By Dennis Jayasinghe | Reviewed by Raghvendra GopalCheckmark
Published: August 31, 2022
Key Takeaways

Properly assessing stress corrosion cracking is the first step, deciding which mitigation strategy is the next. Here's what you need to know. 

Stress Corrosion Cracking (SCC) is often the predominant failure in high–pressure gas transmission pipelines. Long-term operation of pipelines could lead to degradation of mechanical properties of the steel, including a significant reduction of brittle fracture resistance and resistance to SCC. Regulatory requirements for impact toughness of oil and gas pipeline steels, disregarding steel condition, namely as-received or serviced. However, the SCC resistance of pipeline steels, which is very important for structural integrity, is often not regulated.


Stress corrosion cracking in pipelines begins when small cracks develop on the external surface of buried pipelines. These cracks are not visible initially, but as time passes, these individual cracks may grow and forms colonies, and many of them join together to form longer cracks.

The SCC phenomenon has four key stages:

  1. The initiation of stress corrosion cracks.
  2. The slow growth of cracks.
  3. The coalescence of cracks.
  4. Crack propagation and structural failure.

This process can take many years depending on the conditions of the steel, the environment and the stresses to which a pipeline is subjected. Consequently, failure as a result of SCC is relatively rare, although failures can be very costly and destructive when they do occur.

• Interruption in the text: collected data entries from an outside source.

//! A BST ordered by a caller-supplied "goes left" predicate instead of `Ord`.
//! The predicate and the duplicate policy are fixed when the tree is built.
//!
//! # Examples
//!
//! ```
//! use cmp_bst::Tree;
//!
//! let mut tree = Tree::new(|a: &i32, b: &i32| a < b);
//!
//! // Nothing in here yet.
//! assert_eq!(tree.search(&5), None);
//!
//! tree.insert(5).insert(3).insert(8);
//! assert_eq!(tree.search(&8), Some(&8));
//! assert_eq!(tree.search(&9), None);
//!
//! // Nodes can be marked by a traversal and cleared in one go.
//! tree.root_mut().unwrap().visit();
//! tree.unvisit_nodes();
//! assert!(!tree.root().unwrap().is_visited());
//! ```

use std::fmt;

use crate::node::{Link, Node};

/// A Binary Search Tree over values of type `T`, ordered by the comparator
/// `F`. The comparator returns `true` when its first argument belongs to the
/// left of its second.
///
/// No balancing is performed: the shape of the tree is entirely determined by
/// insertion order.
pub struct Tree<T, F = fn(&T, &T) -> bool> {
    root: Link<T>,
    cmp: F,
    allow_duplicates: bool,
}

impl<T, F> fmt::Debug for Tree<T, F>
where
    T: fmt::Debug,
{
    fn fmt(&self, f: &mut fmt::Formatter<'_>) -> fmt::Result {
        f.debug_struct("Tree")
            .field("allow_duplicates", &self.allow_duplicates)
            .field("root", &self.root())
            .finish_non_exhaustive()
    }
}

impl<T, F> Tree<T, F>
where
    F: Fn(&T, &T) -> bool,
{
    /// Generates a new, empty `Tree` that accepts duplicate values.
    pub fn new(cmp: F) -> Self {
        Self::with_duplicates(cmp, true)
    }

    /// Generates a new, empty `Tree` with an explicit duplicate policy. When
    /// `allow_duplicates` is `false`, see [`Node::insert`] for exactly which
    /// inserts are dropped.
    ///
    /// # Examples
    ///
    /// ```
    /// use cmp_bst::Tree;
    ///
    /// let mut tree = Tree::with_duplicates(|a: &i32, b: &i32| a < b, false);
    /// tree.insert(5).insert(5);
    ///
    /// let root = tree.root().unwrap();
    /// assert!(root.left().is_none());
    /// assert!(root.right().is_none());
    /// ```
    pub fn with_duplicates(cmp: F, allow_duplicates: bool) -> Self {
        Self {
            root: None,
            cmp,
            allow_duplicates,
        }
    }

    /// Generates a `Tree` whose root holds `value`, with an explicit duplicate
    /// policy.
    ///
    /// # Examples
    ///
    /// ```
    /// use cmp_bst::Tree;
    ///
    /// let mut tree = Tree::with_root(|a: &i32, b: &i32| a < b, 7, false);
    /// tree.insert(7);
    ///
    /// assert!(tree.root().unwrap().right().is_none());
    /// ```
    pub fn with_root(cmp: F, value: T, allow_duplicates: bool) -> Self {
        Self {
            root: Some(Box::new(Node::new(value))),
            cmp,
            allow_duplicates,
        }
    }

    /// Inserts `value` as a new leaf, or as the root of an empty tree. Returns
    /// the tree so inserts can be chained.
    ///
    /// # Examples
    ///
    /// ```
    /// use cmp_bst::Tree;
    ///
    /// let mut tree = Tree::new(|a: &i32, b: &i32| a < b);
    /// tree.insert(5).insert(3).insert(8).insert(1);
    ///
    /// let root = tree.root().unwrap();
    /// assert_eq!(*root.value(), 5);
    /// assert_eq!(root.left().map(|n| *n.value()), Some(3));
    /// assert_eq!(root.right().map(|n| *n.value()), Some(8));
    /// ```
    pub fn insert(&mut self, value: T) -> &mut Self
    where
        T: PartialEq,
    {
        match &mut self.root {
            Some(root) => {
                root.insert(value, &self.cmp, self.allow_duplicates);
            }
            None => {
                tracing::trace!("inserting root");
                self.root = Some(Box::new(Node::new(value)));
            }
        }
        self
    }

    /// Potentially finds a stored value equal to `value`. Only the path the
    /// comparator selects is searched. If no node on it holds an equal value,
    /// `None` is returned.
    ///
    /// # Examples
    ///
    /// ```
    /// use cmp_bst::Tree;
    ///
    /// let mut tree = Tree::new(|a: &i32, b: &i32| a < b);
    /// tree.insert(1);
    ///
    /// assert_eq!(tree.search(&1), Some(&1));
    /// assert_eq!(tree.search(&42), None);
    /// ```
    pub fn search(&self, value: &T) -> Option<&T>
    where
        T: PartialEq,
    {
        self.root().and_then(|n| n.search(value, &self.cmp))
    }

    /// Mutable version of [`Tree::search`]. Changing the found value so that
    /// the comparator would place it differently breaks later searches.
    pub fn search_mut(&mut self, value: &T) -> Option<&mut T>
    where
        T: PartialEq,
    {
        let cmp = &self.cmp;
        self.root
            .as_deref_mut()
            .and_then(|n| n.search_mut(value, cmp))
    }
}

impl<T, F> Tree<T, F> {
    /// Clears the visited flag of every node. Does nothing on an empty tree.
    pub fn unvisit_nodes(&mut self) -> &mut Self {
        if let Some(root) = self.root_mut() {
            root.unvisit(true);
        }
        self
    }

    /// Whether the tree has no nodes.
    pub fn is_empty(&self) -> bool {
        self.root.is_none()
    }

    /// Whether equal values are kept when inserted.
    pub fn allows_duplicates(&self) -> bool {
        self.allow_duplicates
    }

    /// The comparator the tree was built with.
    pub fn comparator(&self) -> &F {
        &self.cmp
    }

    /// The root node, for callers implementing their own traversals.
    pub fn root(&self) -> Option<&Node<T>> {
        self.root.as_deref()
    }

    /// Mutable version of [`Tree::root`].
    pub fn root_mut(&mut self) -> Option<&mut Node<T>> {
        self.root.as_deref_mut()
    }

    /// The owned root slot. This is enough to rebalance or otherwise reshape
    /// the tree from outside; keeping the comparator's ordering intact is up
    /// to the caller.
    pub fn root_link_mut(&mut self) -> &mut Link<T> {
        &mut self.root
    }
}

Why Conduct an SCC Assessment

SCC assessment plays a critical role in establishing pipeline integrity. Nowadays, North American regulators require pipeline owners to regularly provide SCC assessments of their pipelines. Once the SCC assessment has been completed in a section of the pipeline, that section is selected as the priority for inspection. SCC Condition Assessment requires evaluating the severity of individual SCC features and assessing the need for immediate and future pipe segment mitigation due to the presence of SCC. (Read also: 8 Tests that Help Engineers Mitigate Corrosion.)

Key data sources available for SCC condition assessment are:
  1. Field investigations at pipeline excavation locations.
  2. SCC pressure testing.
  3. Inline inspection for SCC.
  4. In-Service failures due to SCC.

While each data source can provide similar outputs, subtle but significant differences can affect the reliability and accuracy of the resultant condition assessment. In most cases, data from at least two sources is desirable to complement and verify against each other.

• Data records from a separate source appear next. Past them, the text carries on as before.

use std::sync::Arc;

use anyhow::Result;
use sqlx::postgres::PgPoolOptions;
use tracing_subscriber::{layer::SubscriberExt, util::SubscriberInitExt};

use items_api::config::Config;
use items_api::handlers::AppState;
use items_api::key_generator::KeyGenerator;
use items_api::rate_limiter::{CounterStore, MemoryCounterStore, RateLimiter, SWEEP_INTERVAL};
use items_api::redis::RedisCounterStore;
use items_api::repository::PgItemRepository;
use items_api::server::Server;
use items_api::service::ItemService;

#[tokio::main]
async fn main() -> Result<()> {
    // Load environment variables from .env file
    dotenv::dotenv().ok();

    let config = Config::from_env()
        .map_err(|e| anyhow::anyhow!("Failed to load configuration: {}", e))?;

    // Initialize tracing
    tracing_subscriber::registry()
        .with(
            tracing_subscriber::EnvFilter::try_from_default_env()
                .unwrap_or_else(|_| "items_api=info,tower_http=debug".into()),
        )
        .with(tracing_subscriber::fmt::layer())
        .init();

    tracing::info!("Starting items API");

    let pool = PgPoolOptions::new()
        .max_connections(config.db_max_connections)
        .connect(&config.database_url)
        .await
        .map_err(|e| anyhow::anyhow!("Failed to connect to Postgres: {}", e))?;

    let (store, backend): (Arc<dyn CounterStore>, &'static str) = match &config.redis_url {
        Some(url) => {
            let store = RedisCounterStore::new(url)
                .map_err(|e| anyhow::anyhow!("Failed to create Redis client: {}", e))?;
            tracing::info!("rate limit counters backed by Redis");
            (Arc::new(store), "redis")
        }
        None => {
            let store = MemoryCounterStore::new();
            let _ = store.spawn_sweeper(SWEEP_INTERVAL);
            tracing::warn!(
                "rate limit counters are process-local; set REDIS_URL to share them across instances"
            );
            (Arc::new(store), "memory")
        }
    };

    let bypass = config.rate_limit_bypassed();
    if bypass {
        tracing::warn!("rate limiting disabled via DISABLE_RATE_LIMIT");
    }

    let write_limiter = Arc::new(
        RateLimiter::new(config.rate_limit_window(), config.rate_limit_max, store.clone())
            .with_bypass(bypass),
    );
    let read_limiter = Arc::new(
        RateLimiter::new(
            config.rate_limit_window(),
            config.rate_limit_read_max,
            store,
        )
        .with_bypass(bypass),
    );

    let repository = Arc::new(PgItemRepository::new(pool));
    let service = ItemService::new(repository);

    let state = AppState {
        service,
        read_limiter,
        write_limiter,
        keys: Arc::new(KeyGenerator::default()),
        rate_limit_backend: backend,
    };

    Server::new(config, state)
        .run()
        .await
        .map_err(|e| anyhow::anyhow!("Server error: {}", e))?;

    Ok(())
}
//! Pagination parameter normalization and page metadata.

use serde::Serialize;

pub const DEFAULT_PAGE: i64 = 1;
pub const DEFAULT_LIMIT: i64 = 10;
pub const MAX_LIMIT: i64 = 100;

/// Normalized page/limit pair. `page >= 1`, `limit` in `[1, MAX_LIMIT]`.
#[derive(Debug, Clone, Copy, PartialEq, Eq)]
pub struct Pagination {
    pub page: i64,
    pub limit: i64,
}

impl Pagination {
    /// Normalizes raw query values. Non-numeric or sub-1 values fall back to
    /// the defaults; limits above `MAX_LIMIT` are clamped, not rejected.
    pub fn from_query(page: Option<&str>, limit: Option<&str>) -> Self {
        let page = match page.and_then(|raw| raw.parse::<i64>().ok()) {
            Some(parsed) if parsed >= 1 => parsed,
            _ => DEFAULT_PAGE,
        };

        let limit = match limit.and_then(|raw| raw.parse::<i64>().ok()) {
            Some(parsed) if parsed >= 1 => parsed.min(MAX_LIMIT),
            _ => DEFAULT_LIMIT,
        };

        Self { page, limit }
    }

    pub fn offset(&self) -> i64 {
        (self.page - 1) * self.limit
    }
}

impl Default for Pagination {
    fn default() -> Self {
        Self {
            page: DEFAULT_PAGE,
            limit: DEFAULT_LIMIT,
        }
    }
}

/// Page metadata included in list responses.
#[derive(Debug, Clone, Serialize, PartialEq, Eq)]
#[serde(rename_all = "camelCase")]
pub struct PageInfo {
    pub page: i64,
    pub limit: i64,
    pub total: i64,
    pub total_pages: i64,
    pub has_next_page: bool,
    pub has_prev_page: bool,
}

impl PageInfo {
    pub fn new(pagination: Pagination, total: i64) -> Self {
        let total_pages = (total + pagination.limit - 1) / pagination.limit;
        Self {
            page: pagination.page,
            limit: pagination.limit,
            total,
            total_pages,
            has_next_page: pagination.page < total_pages,
            has_prev_page: pagination.page > 1,
        }
    }
}
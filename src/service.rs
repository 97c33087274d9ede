//! Orchestration over the item repository.
//!
//! No business rules beyond what the repository enforces; this layer exists to
//! log operation outcomes in one place and to keep handlers free of
//! persistence types.

use std::sync::Arc;

use crate::error::AppError;
use crate::models::{Item, ItemPatch, NewItem};
use crate::pagination::Pagination;
use crate::repository::ItemRepository;

/// Result of a create: the generated id paired with the submitted fields.
/// The item is echoed back, not re-fetched.
#[derive(Debug, Clone)]
pub struct CreatedItem {
    pub id: i32,
    pub item: NewItem,
}

/// Result of an update or delete.
#[derive(Debug, Clone, Copy)]
pub struct AffectedItem {
    pub id: i32,
    pub affected_rows: u64,
}

#[derive(Clone)]
pub struct ItemService {
    repository: Arc<dyn ItemRepository>,
}

impl ItemService {
    pub fn new(repository: Arc<dyn ItemRepository>) -> Self {
        Self { repository }
    }

    pub async fn create_item(&self, item: NewItem) -> Result<CreatedItem, AppError> {
        let id = self.repository.create(&item).await?;
        tracing::info!(item_id = id, "item created");
        Ok(CreatedItem { id, item })
    }

    pub async fn get_all_items(&self) -> Result<Vec<Item>, AppError> {
        self.repository.find_all().await
    }

    pub async fn get_all_items_paginated(
        &self,
        pagination: Pagination,
    ) -> Result<(Vec<Item>, i64), AppError> {
        self.repository.find_all_paginated(pagination).await
    }

    pub async fn get_item_by_id(&self, id: i32) -> Result<Item, AppError> {
        self.repository.find_by_id(id).await
    }

    pub async fn update_item(&self, id: i32, patch: &ItemPatch) -> Result<AffectedItem, AppError> {
        let affected_rows = self.repository.update(id, patch).await?;
        tracing::info!(item_id = id, affected_rows, "item updated");
        Ok(AffectedItem { id, affected_rows })
    }

    pub async fn delete_item(&self, id: i32) -> Result<AffectedItem, AppError> {
        let affected_rows = self.repository.delete(id).await?;
        tracing::info!(item_id = id, affected_rows, "item deleted");
        Ok(AffectedItem { id, affected_rows })
    }
}
//! Fixed-window rate limiting.
//!
//! One policy, two interchangeable backends behind [`CounterStore`]: a
//! process-local map for development and single-instance deployments, and a
//! Redis-backed store (see [`crate::redis`]) shared across instances. Callers
//! only see [`RateLimiter::check`]; backend failures are logged and the
//! request is allowed rather than blocked.

use std::collections::HashMap;
use std::sync::Arc;
use std::time::Duration;

use async_trait::async_trait;
use chrono::{DateTime, Utc};
use tokio::sync::RwLock;
use tokio::task::JoinHandle;

use crate::error::AppError;

/// How often the in-process store evicts expired records.
pub const SWEEP_INTERVAL: Duration = Duration::from_secs(60);

pub type StoreError = Box<dyn std::error::Error + Send + Sync>;

/// Outcome of recording one request against a window.
#[derive(Debug, Clone, PartialEq, Eq)]
pub enum Decision {
    Allowed {
        /// Requests left in the current window.
        remaining: u32,
    },
    Limited {
        /// When the current window ends and the counter resets.
        resets_at: DateTime<Utc>,
    },
}

/// Per-key counter storage. Implementations must make the
/// read-compare-increment of a single key atomic so two concurrent requests
/// cannot both observe `count = max - 1` and both be admitted.
#[async_trait]
pub trait CounterStore: Send + Sync {
    async fn hit(&self, key: &str, window: Duration, max: u32) -> Result<Decision, StoreError>;
}

/// Fixed-window admission control for one route class.
#[derive(Clone)]
pub struct RateLimiter {
    window: Duration,
    max: u32,
    store: Arc<dyn CounterStore>,
    bypass: bool,
}

impl RateLimiter {
    pub fn new(window: Duration, max: u32, store: Arc<dyn CounterStore>) -> Self {
        Self {
            window,
            max,
            store,
            bypass: false,
        }
    }

    /// Disables every check. Wired to the dev-only environment flag.
    pub fn with_bypass(mut self, bypass: bool) -> Self {
        self.bypass = bypass;
        self
    }

    /// Records a request for `fingerprint` and decides admission.
    ///
    /// Store failures fail open: the error is logged and the request is
    /// allowed, so an unavailable counter backend degrades limiting instead of
    /// blocking legitimate traffic.
    pub async fn check(&self, fingerprint: &str) -> Result<(), AppError> {
        if self.bypass {
            return Ok(());
        }

        match self.store.hit(fingerprint, self.window, self.max).await {
            Ok(Decision::Allowed { .. }) => Ok(()),
            Ok(Decision::Limited { resets_at }) => {
                tracing::warn!(key = fingerprint, resets_at = %resets_at, "rate limit exceeded");
                Err(AppError::RateLimited(format!(
                    "Demasiadas solicitudes. Intente nuevamente después de {}",
                    resets_at.to_rfc3339()
                )))
            }
            Err(err) => {
                tracing::error!(key = fingerprint, error = %err, "rate limit store unavailable, allowing request");
                Ok(())
            }
        }
    }
}

#[derive(Debug, Clone)]
struct WindowRecord {
    count: u32,
    expires_at: DateTime<Utc>,
}

/// Process-local counter store. Counters are not shared across instances, so
/// this is only a best-effort limiter for development and single-process
/// deployments.
#[derive(Debug, Clone, Default)]
pub struct MemoryCounterStore {
    records: Arc<RwLock<HashMap<String, WindowRecord>>>,
}

impl MemoryCounterStore {
    pub fn new() -> Self {
        Self::default()
    }

    /// Evicts expired records, returning how many were removed. Candidates are
    /// collected under a read lock and removed one key at a time, so request
    /// counters are never blocked for the length of a full scan.
    pub async fn sweep(&self) -> usize {
        let now = Utc::now();

        let expired: Vec<String> = {
            let records = self.records.read().await;
            records
                .iter()
                .filter(|(_, record)| record.expires_at < now)
                .map(|(key, _)| key.clone())
                .collect()
        };

        let mut removed = 0;
        for key in expired {
            let mut records = self.records.write().await;
            // re-check under the write lock; the key may have started a new
            // window since the scan
            if records
                .get(&key)
                .is_some_and(|record| record.expires_at < now)
            {
                records.remove(&key);
                removed += 1;
            }
        }

        removed
    }

    /// Spawns the periodic eviction task.
    pub fn spawn_sweeper(&self, interval: Duration) -> JoinHandle<()> {
        let store = self.clone();
        tokio::spawn(async move {
            let mut ticker = tokio::time::interval(interval);
            ticker.tick().await; // first tick fires immediately
            loop {
                ticker.tick().await;
                let removed = store.sweep().await;
                if removed > 0 {
                    tracing::debug!(removed, "evicted expired rate limit records");
                }
            }
        })
    }

    #[cfg(test)]
    async fn record_count(&self) -> usize {
        self.records.read().await.len()
    }
}

#[async_trait]
impl CounterStore for MemoryCounterStore {
    async fn hit(&self, key: &str, window: Duration, max: u32) -> Result<Decision, StoreError> {
        let now = Utc::now();
        let expires_at = now
            + chrono::Duration::from_std(window).map_err(|err| Box::new(err) as StoreError)?;

        let mut records = self.records.write().await;

        if let Some(record) = records.get_mut(key) {
            if record.expires_at > now {
                if record.count >= max {
                    return Ok(Decision::Limited {
                        resets_at: record.expires_at,
                    });
                }
                record.count += 1;
                return Ok(Decision::Allowed {
                    remaining: max - record.count,
                });
            }

            // window elapsed: start over as if this were the first request
            record.count = 1;
            record.expires_at = expires_at;
            return Ok(Decision::Allowed {
                remaining: max.saturating_sub(1),
            });
        }

        records.insert(
            key.to_string(),
            WindowRecord {
                count: 1,
                expires_at,
            },
        );
        Ok(Decision::Allowed {
            remaining: max.saturating_sub(1),
        })
    }
}
//! Item entity and request payloads.

use chrono::{DateTime, Utc};
use serde::{Deserialize, Serialize};
use sqlx::FromRow;

/// A row of the `items` table. Wire form is camelCase.
#[derive(Debug, Clone, Serialize, Deserialize, FromRow)]
#[serde(rename_all = "camelCase")]
pub struct Item {
    pub id: i32,
    pub nombre: String,
    pub descripcion: Option<String>,
    pub created_at: DateTime<Utc>,
    pub updated_at: DateTime<Utc>,
}

/// Validated fields for a create request.
#[derive(Debug, Clone, Serialize, Deserialize, PartialEq, Eq)]
pub struct NewItem {
    pub nombre: String,
    pub descripcion: Option<String>,
}

/// Validated partial fields for an update request. Absent fields keep their
/// stored value.
#[derive(Debug, Clone, Default, Serialize, Deserialize, PartialEq, Eq)]
pub struct ItemPatch {
    #[serde(skip_serializing_if = "Option::is_none")]
    pub nombre: Option<String>,
    #[serde(skip_serializing_if = "Option::is_none")]
    pub descripcion: Option<String>,
}

impl ItemPatch {
    pub fn is_empty(&self) -> bool {
        self.nombre.is_none() && self.descripcion.is_none()
    }
}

1. In-the-ditch inspection for SCC allows for measuring SCC colony density, interaction and individual SCC dimensions, and some pipe's material parameters such as wall thickness. When undertaking any excavation where SCC may be present, a reduction in the pipeline pressure at the excavation location must be considered. Further reductions should be undertaken if SCC is suspected within dents, gouges, buckles, or other complex stress regimes (such as geotechnical loading); additional reductions should be conducted. Commonly Wet fluorescent (WFMPI) and Black on white (BWMPI) magnetic particle inspection techniques are utilized to identify the presence and the length of surface-breaking SCC.

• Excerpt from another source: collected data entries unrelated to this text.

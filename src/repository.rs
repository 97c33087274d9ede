//! Item persistence against Postgres.

use async_trait::async_trait;
use sqlx::PgPool;

use crate::error::AppError;
use crate::models::{Item, ItemPatch, NewItem};
use crate::pagination::Pagination;

/// CRUD operations over the `items` table. Implementations raise
/// `AppError::NotFound` for missing rows and wrap every other persistence
/// failure as `AppError::Database`; raw driver errors never escape.
#[async_trait]
pub trait ItemRepository: Send + Sync {
    /// Inserts an item and returns its generated id.
    async fn create(&self, item: &NewItem) -> Result<i32, AppError>;

    /// Every item, newest first.
    async fn find_all(&self) -> Result<Vec<Item>, AppError>;

    /// One page of items, newest first, plus the total row count.
    async fn find_all_paginated(
        &self,
        pagination: Pagination,
    ) -> Result<(Vec<Item>, i64), AppError>;

    async fn find_by_id(&self, id: i32) -> Result<Item, AppError>;

    /// Applies a partial update, refreshing `updated_at`. Verifies existence
    /// first so a missing row is a 404, not a zero-row update.
    async fn update(&self, id: i32, patch: &ItemPatch) -> Result<u64, AppError>;

    /// Deletes an item, verifying existence first.
    async fn delete(&self, id: i32) -> Result<u64, AppError>;
}

fn not_found(id: i32) -> AppError {
    AppError::NotFound(format!("No se encontró ningún item con ID: {}", id))
}

/// Postgres implementation. Queries run against the pool directly, so each
/// statement checks out a connection for its own scope and releases it on
/// every exit path.
#[derive(Clone)]
pub struct PgItemRepository {
    pool: PgPool,
}

impl PgItemRepository {
    pub fn new(pool: PgPool) -> Self {
        Self { pool }
    }
}

#[async_trait]
impl ItemRepository for PgItemRepository {
    async fn create(&self, item: &NewItem) -> Result<i32, AppError> {
        sqlx::query_scalar::<_, i32>(
            "INSERT INTO items (nombre, descripcion) VALUES ($1, $2) RETURNING id",
        )
        .bind(&item.nombre)
        .bind(&item.descripcion)
        .fetch_one(&self.pool)
        .await
        .map_err(|err| {
            tracing::error!(error = %err, "failed to insert item");
            AppError::Database("Error al crear item en la base de datos".into())
        })
    }

    async fn find_all(&self) -> Result<Vec<Item>, AppError> {
        sqlx::query_as::<_, Item>(
            "SELECT id, nombre, descripcion, created_at, updated_at \
             FROM items ORDER BY created_at DESC",
        )
        .fetch_all(&self.pool)
        .await
        .map_err(|err| {
            tracing::error!(error = %err, "failed to list items");
            AppError::Database("Error al consultar items en la base de datos".into())
        })
    }

    async fn find_all_paginated(
        &self,
        pagination: Pagination,
    ) -> Result<(Vec<Item>, i64), AppError> {
        let wrap = |err: sqlx::Error| {
            tracing::error!(error = %err, "failed to list items page");
            AppError::Database("Error al obtener items paginados de la base de datos".into())
        };

        let items = sqlx::query_as::<_, Item>(
            "SELECT id, nombre, descripcion, created_at, updated_at \
             FROM items ORDER BY created_at DESC LIMIT $1 OFFSET $2",
        )
        .bind(pagination.limit)
        .bind(pagination.offset())
        .fetch_all(&self.pool)
        .await
        .map_err(wrap)?;

        let total = sqlx::query_scalar::<_, i64>("SELECT COUNT(*) FROM items")
            .fetch_one(&self.pool)
            .await
            .map_err(wrap)?;

        Ok((items, total))
    }

    async fn find_by_id(&self, id: i32) -> Result<Item, AppError> {
        sqlx::query_as::<_, Item>(
            "SELECT id, nombre, descripcion, created_at, updated_at \
             FROM items WHERE id = $1",
        )
        .bind(id)
        .fetch_optional(&self.pool)
        .await
        .map_err(|err| {
            tracing::error!(item_id = id, error = %err, "failed to fetch item");
            AppError::Database("Error al consultar item en la base de datos".into())
        })?
        .ok_or_else(|| not_found(id))
    }

    async fn update(&self, id: i32, patch: &ItemPatch) -> Result<u64, AppError> {
        // existence check first: missing row is NotFound, not affected = 0
        self.find_by_id(id).await?;

        let result = sqlx::query(
            "UPDATE items SET \
                 nombre = COALESCE($2, nombre), \
                 descripcion = COALESCE($3, descripcion), \
                 updated_at = NOW() \
             WHERE id = $1",
        )
        .bind(id)
        .bind(&patch.nombre)
        .bind(&patch.descripcion)
        .execute(&self.pool)
        .await
        .map_err(|err| {
            tracing::error!(item_id = id, error = %err, "failed to update item");
            AppError::Database("Error al actualizar item en la base de datos".into())
        })?;

        Ok(result.rows_affected())
    }

    async fn delete(&self, id: i32) -> Result<u64, AppError> {
        self.find_by_id(id).await?;

        let result = sqlx::query("DELETE FROM items WHERE id = $1")
            .bind(id)
            .execute(&self.pool)
            .await
            .map_err(|err| {
                tracing::error!(item_id = id, error = %err, "failed to delete item");
                AppError::Database("Error al eliminar item en la base de datos".into())
            })?;

        Ok(result.rows_affected())
    }
}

2. The minimum failure pressure for all SCC features within the pipe segment is more significant than the maximum pressure obtained during the test. Single SCC features that fail the pressure test can be characterized entirely concerning the failure pressure, pipe material properties, physical SCC dimensions, in-depth SCC interaction, and length directions. SCC that is most likely to fail is typically composed of several fused features with little likelihood of further coalescence. The quantity, density and location of SCC features that do not fail within a pipe segment remain unknown. If no SCC failure occurs, the determination of whether any SCC features exist within a pipe segment remains unknown. A successful SCC pressure test achieves a pressure of at least the maximum allowed operating pressure times the company-defined safety factor without incurring a failure.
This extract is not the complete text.